Por otro lado, existe la historia de Estefanía, una niña de grado noveno de un colegio público de la ciudad. Enfrenta condiciones difíciles debido a la disfuncionalidad familiar, la escasez de recursos y la falta de oportunidades para afrontar los retos que la vida le impone. Su madre, incluso, es un obstáculo incomprensible.
—Señor rector, buenos días, ¿usted me regala, por favor, cinco minutos de su apreciado tiempo? —le pregunta cierto día doña Gloria al director de la escuela.
— Claro que sí, señora, bien pueda, dígame —responde el rector.
—Lo que pasa es que vengo de hablar con la coordinadora, y esta muchareja de la Estefanía va muy mal; ahí la tienen para recuperar, y yo quiero pedirle un favor, señor director: ¿no será posible que ustedes me ayudan a que mejor pierda el año?
—Señora, no le entiendo, ¿usted me está pidiendo que le haga perder el año a su hija?
—Sí, señor, es que viéndolo bien, yo lo estuve pensando, y esa muchacha me sirve más en la casa haciendo el oficio y cuidándome a dos guambitos pequeños; esa definitivamente no salió para el estudio…
—Señora, contésteme una pregunta, por favor: ¿en serio usted sí es la mamá?
Aunque inicialmente critico la actitud de los padres mencionada al comienzo de este artículo, la petición de doña Gloria es aún más preocupante. No deberíamos presenciar a una madre solicitando la complicidad de la escuela para perjudicar los intereses de su propia hija. Se supone lógicamente que los aliados naturales de un ser humano son sus padres, especialmente su madre. Resulta contradictorio que, además de tener que luchar contra todas las adversidades de la desigualdad social, un niño o una niña se vea obligada a superar los obstáculos que le genera su propia familia. Es un contrasentido que, mientras muchas madres hurgan afanosamente los confines del mundo buscando oportunidades para sus hijos, existan otras, como la de Estefanía, que se arrogan el derecho de condenar a sus hijos a la pobreza eterna.

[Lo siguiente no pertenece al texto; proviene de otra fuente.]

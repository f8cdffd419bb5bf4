//! Topic abstraction for the signaling relay.
//!
//! Topics are named groups of connections. Each member is keyed by the pair
//! (connection, origin) so that a publish only reaches peers that came in
//! through the same signaling namespace.

use crate::connection::{ConnectionHandle, ConnectionId, Outbound};
use std::collections::HashMap;
use std::sync::Arc;
use tracing::{debug, trace};

/// Maximum topic name length.
pub const MAX_TOPIC_NAME_LENGTH: usize = 256;

/// Validate a topic name.
///
/// # Errors
///
/// Returns an error message if the topic name is invalid.
pub fn validate_topic_name(name: &str) -> Result<(), &'static str> {
    if name.is_empty() {
        return Err("Topic name cannot be empty");
    }
    if name.len() > MAX_TOPIC_NAME_LENGTH {
        return Err("Topic name too long");
    }
    if name.chars().any(char::is_control) {
        return Err("Topic name contains control characters");
    }
    Ok(())
}

/// Membership key: a connection as seen through one origin.
#[derive(Debug, Clone, PartialEq, Eq, Hash)]
pub struct MemberKey {
    /// Connection ID.
    pub connection: ConnectionId,
    /// Origin tag the connection was opened with.
    pub origin: Arc<str>,
}

impl MemberKey {
    fn of(handle: &ConnectionHandle) -> Self {
        Self {
            connection: handle.id().clone(),
            origin: Arc::from(handle.origin()),
        }
    }
}

/// Outcome of a fan-out.
#[derive(Debug, Default, Clone, PartialEq, Eq)]
pub struct Delivery {
    /// Members the frame was queued for.
    pub delivered: usize,
    /// Members whose socket has gone away.
    pub failed: Vec<ConnectionId>,
}

/// A named signaling topic.
#[derive(Debug)]
pub struct Topic {
    name: String,
    members: HashMap<MemberKey, ConnectionHandle>,
}

impl Topic {
    /// Create an empty topic.
    #[must_use]
    pub fn new(name: impl Into<String>) -> Self {
        Self {
            name: name.into(),
            members: HashMap::new(),
        }
    }

    /// Get the topic name.
    #[must_use]
    pub fn name(&self) -> &str {
        &self.name
    }

    /// Number of members.
    #[must_use]
    pub fn len(&self) -> usize {
        self.members.len()
    }

    /// Check if the topic has no members.
    #[must_use]
    pub fn is_empty(&self) -> bool {
        self.members.is_empty()
    }

    /// Check if a connection is a member through any origin.
    #[must_use]
    pub fn contains(&self, connection_id: &ConnectionId) -> bool {
        self.members.keys().any(|k| &k.connection == connection_id)
    }

    /// Add a member. Returns `false` if the pair was already present.
    pub fn insert(&mut self, handle: &ConnectionHandle) -> bool {
        let key = MemberKey::of(handle);
        if self.members.contains_key(&key) {
            return false;
        }
        debug!(topic = %self.name, connection = %handle.id(), "Member joined");
        self.members.insert(key, handle.clone());
        true
    }

    /// Remove a member. Returns `true` if the pair was present.
    pub fn remove(&mut self, handle: &ConnectionHandle) -> bool {
        let removed = self.members.remove(&MemberKey::of(handle)).is_some();
        if removed {
            debug!(topic = %self.name, connection = %handle.id(), "Member left");
        }
        removed
    }

    /// Remove every membership of a connection regardless of origin.
    pub fn remove_connection(&mut self, connection_id: &ConnectionId) -> bool {
        let before = self.members.len();
        self.members.retain(|k, _| &k.connection != connection_id);
        before != self.members.len()
    }

    /// Queue `frame` for every member that shares `origin`, except `sender`.
    pub fn deliver(&self, origin: &str, sender: &ConnectionId, frame: &str) -> Delivery {
        let mut delivery = Delivery::default();
        for (key, handle) in &self.members {
            if &*key.origin != origin || &key.connection == sender {
                continue;
            }
            match handle.send(Outbound::Text(frame.to_string())) {
                Ok(()) => delivery.delivered += 1,
                Err(_) => delivery.failed.push(key.connection.clone()),
            }
        }
        trace!(topic = %self.name, delivered = delivery.delivered, "Delivered frame");
        delivery
    }
}

#[cfg(test)]
mod tests {
    use super::*;

    #[test]
    fn test_topic_creation() {
        let topic = Topic::new("room-42");
        assert_eq!(topic.name(), "room-42");
        assert!(topic.is_empty());
    }

    #[test]
    fn test_topic_insert_is_idempotent() {
        let mut topic = Topic::new("t");
        let (a, _rx) = ConnectionHandle::new("a".into(), "/");

        assert!(topic.insert(&a));
        assert!(!topic.insert(&a));
        assert_eq!(topic.len(), 1);

        assert!(topic.remove(&a));
        assert!(!topic.remove(&a));
        assert!(topic.is_empty());
    }

    #[test]
    fn test_topic_deliver_scoped_by_origin() {
        let mut topic = Topic::new("t");
        let (a, mut rx_a) = ConnectionHandle::new("a".into(), "/one");
        let (b, mut rx_b) = ConnectionHandle::new("b".into(), "/one");
        let (c, mut rx_c) = ConnectionHandle::new("c".into(), "/two");
        topic.insert(&a);
        topic.insert(&b);
        topic.insert(&c);

        let delivery = topic.deliver("/one", a.id(), "{}");
        assert_eq!(delivery.delivered, 1);
        assert!(delivery.failed.is_empty());

        assert!(rx_a.try_recv().is_err());
        assert_eq!(rx_b.try_recv().unwrap(), Outbound::Text("{}".to_string()));
        assert!(rx_c.try_recv().is_err());
    }

    #[test]
    fn test_topic_deliver_reports_failures() {
        let mut topic = Topic::new("t");
        let (a, _rx_a) = ConnectionHandle::new("a".into(), "/");
        let (b, rx_b) = ConnectionHandle::new("b".into(), "/");
        topic.insert(&a);
        topic.insert(&b);
        drop(rx_b);

        let delivery = topic.deliver("/", &"someone".into(), "{}");
        assert_eq!(delivery.delivered, 1);
        assert_eq!(delivery.failed, vec![ConnectionId::from("b")]);
    }

    #[test]
    fn test_topic_name_validation() {
        assert!(validate_topic_name("room-42").is_ok());
        assert!(validate_topic_name("").is_err());
        assert!(validate_topic_name("bad\nname").is_err());

        let long_name = "a".repeat(MAX_TOPIC_NAME_LENGTH + 1);
        assert!(validate_topic_name(&long_name).is_err());
    }
}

Ojalá no haya muchas Glorias como esta, y sí muchas glorias para aquellas madres que se consumen en la fatiga y el cansancio para brindar bienestar a aquellos que no eligieron nacer, sino que fueron concebidos por unos padres que decidieron traerlos al mundo. Ahora, lo mínimo que deberían hacer es acompañarlos en el descubrimiento de la vida que merecen vivir y del mundo que merecen habitar.